Records supplied:

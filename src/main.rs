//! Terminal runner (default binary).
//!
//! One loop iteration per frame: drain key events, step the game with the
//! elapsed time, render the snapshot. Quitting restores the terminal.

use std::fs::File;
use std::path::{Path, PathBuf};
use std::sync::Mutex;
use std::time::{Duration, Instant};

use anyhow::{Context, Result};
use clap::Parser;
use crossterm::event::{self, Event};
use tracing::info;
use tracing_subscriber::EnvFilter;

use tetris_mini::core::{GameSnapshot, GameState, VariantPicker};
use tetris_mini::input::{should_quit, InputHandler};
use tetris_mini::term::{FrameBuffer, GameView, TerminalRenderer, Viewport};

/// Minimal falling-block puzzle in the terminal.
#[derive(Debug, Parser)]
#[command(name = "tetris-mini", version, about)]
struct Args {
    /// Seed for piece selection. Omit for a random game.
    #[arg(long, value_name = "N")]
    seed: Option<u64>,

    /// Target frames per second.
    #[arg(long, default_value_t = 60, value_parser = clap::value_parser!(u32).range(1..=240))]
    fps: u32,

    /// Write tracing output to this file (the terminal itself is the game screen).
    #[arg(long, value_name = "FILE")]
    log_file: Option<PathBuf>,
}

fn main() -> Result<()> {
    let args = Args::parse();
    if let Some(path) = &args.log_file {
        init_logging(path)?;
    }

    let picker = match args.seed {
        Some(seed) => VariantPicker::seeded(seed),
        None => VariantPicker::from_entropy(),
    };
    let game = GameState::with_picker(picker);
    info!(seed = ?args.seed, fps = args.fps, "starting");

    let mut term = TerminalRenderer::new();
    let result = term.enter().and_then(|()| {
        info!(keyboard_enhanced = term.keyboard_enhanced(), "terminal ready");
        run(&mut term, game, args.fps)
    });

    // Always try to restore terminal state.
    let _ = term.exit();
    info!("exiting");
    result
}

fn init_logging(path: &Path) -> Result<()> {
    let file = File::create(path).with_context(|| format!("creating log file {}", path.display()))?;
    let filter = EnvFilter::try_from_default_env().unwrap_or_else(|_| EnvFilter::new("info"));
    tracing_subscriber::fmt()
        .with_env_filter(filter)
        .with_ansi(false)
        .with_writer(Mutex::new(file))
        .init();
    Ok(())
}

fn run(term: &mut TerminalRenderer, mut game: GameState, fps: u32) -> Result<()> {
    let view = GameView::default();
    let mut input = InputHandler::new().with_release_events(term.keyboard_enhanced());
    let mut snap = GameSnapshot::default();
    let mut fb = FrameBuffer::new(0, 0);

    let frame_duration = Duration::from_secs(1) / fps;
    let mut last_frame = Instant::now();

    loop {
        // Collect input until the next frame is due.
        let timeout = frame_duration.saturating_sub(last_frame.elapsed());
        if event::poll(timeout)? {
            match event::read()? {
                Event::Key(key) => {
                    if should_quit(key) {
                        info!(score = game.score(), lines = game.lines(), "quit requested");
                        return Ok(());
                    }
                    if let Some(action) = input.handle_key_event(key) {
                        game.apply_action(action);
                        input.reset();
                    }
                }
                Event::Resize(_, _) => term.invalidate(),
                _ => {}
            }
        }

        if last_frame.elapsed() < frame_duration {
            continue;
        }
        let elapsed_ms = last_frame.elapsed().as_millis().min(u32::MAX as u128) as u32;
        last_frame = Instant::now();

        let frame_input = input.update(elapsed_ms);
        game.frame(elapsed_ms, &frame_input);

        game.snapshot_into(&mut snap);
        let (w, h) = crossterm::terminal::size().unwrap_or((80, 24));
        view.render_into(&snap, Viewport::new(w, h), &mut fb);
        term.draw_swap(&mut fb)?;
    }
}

Task to carry out:
Would you restate the material above word for word?

Task result:
filename src/main.rs
//! Terminal runner (default binary).
//!
//! One loop iteration per frame: drain key events, step the game with the
//! elapsed time, render the snapshot. Quitting restores the terminal.

use std::fs::File;
use std::path::{Path, PathBuf};
use std::sync::Mutex;
use std::time::{Duration, Instant};

use anyhow::{Context, Result};
use clap::Parser;
use crossterm::event::{self, Event};
use tracing::info;
use tracing_subscriber::EnvFilter;

use tetris_mini::core::{GameSnapshot, GameState, VariantPicker};
use tetris_mini::input::{should_quit, InputHandler};
use tetris_mini::term::{FrameBuffer, GameView, TerminalRenderer, Viewport};

/// Minimal falling-block puzzle in the terminal.
#[derive(Debug, Parser)]
#[command(name = "tetris-mini", version, about)]
struct Args {
    /// Seed for piece selection. Omit for a random game.
    #[arg(long, value_name = "N")]
    seed: Option<u64>,

    /// Target frames per second.
    #[arg(long, default_value_t = 60, value_parser = clap::value_parser!(u32).range(1..=240))]
    fps: u32,

    /// Write tracing output to this file (the terminal itself is the game screen).
    #[arg(long, value_name = "FILE")]
    log_file: Option<PathBuf>,
}

fn main() -> Result<()> {
    let args = Args::parse();
    if let Some(path) = &args.log_file {
        init_logging(path)?;
    }

    let picker = match args.seed {
        Some(seed) => VariantPicker::seeded(seed),
        None => VariantPicker::from_entropy(),
    };
    let game = GameState::with_picker(picker);
    info!(seed = ?args.seed, fps = args.fps, "starting");

    let mut term = TerminalRenderer::new();
    let result = term.enter().and_then(|()| {
        info!(keyboard_enhanced = term.keyboard_enhanced(), "terminal ready");
        run(&mut term, game, args.fps)
    });

    // Always try to restore terminal state.
    let _ = term.exit();
    info!("exiting");
    result
}

fn init_logging(path: &Path) -> Result<()> {
    let file = File::create(path).with_context(|| format!("creating log file {}", path.display()))?;
    let filter = EnvFilter::try_from_default_env().unwrap_or_else(|_| EnvFilter::new("info"));
    tracing_subscriber::fmt()
        .with_env_filter(filter)
        .with_ansi(false)
        .with_writer(Mutex::new(file))
        .init();
    Ok(())
}

fn run(term: &mut TerminalRenderer, mut game: GameState, fps: u32) -> Result<()> {
    let view = GameView::default();
    let mut input = InputHandler::new().with_release_events(term.keyboard_enhanced());
    let mut snap = GameSnapshot::default();
    let mut fb = FrameBuffer::new(0, 0);

    let frame_duration = Duration::from_secs(1) / fps;
    let mut last_frame = Instant::now();

    loop {
        // Collect input until the next frame is due.
        let timeout = frame_duration.saturating_sub(last_frame.elapsed());
        if event::poll(timeout)? {
            match event::read()? {
                Event::Key(key) => {
                    if should_quit(key) {
                        info!(score = game.score(), lines = game.lines(), "quit requested");
                        return Ok(());
                    }
                    if let Some(action) = input.handle_key_event(key) {
                        game.apply_action(action);
                        input.reset();
                    }
                }
                Event::Resize(_, _) => term.invalidate(),
                _ => {}
            }
        }

        if last_frame.elapsed() < frame_duration {
            continue;
        }
        let elapsed_ms = last_frame.elapsed().as_millis().min(u32::MAX as u128) as u32;
        last_frame = Instant::now();

        let frame_input = input.update(elapsed_ms);
        game.frame(elapsed_ms, &frame_input);

        game.snapshot_into(&mut snap);
        let (w, h) = crossterm::terminal::size().unwrap_or((80, 24));
        view.render_into(&snap, Viewport::new(w, h), &mut fb);
        term.draw_swap(&mut fb)?;
    }
}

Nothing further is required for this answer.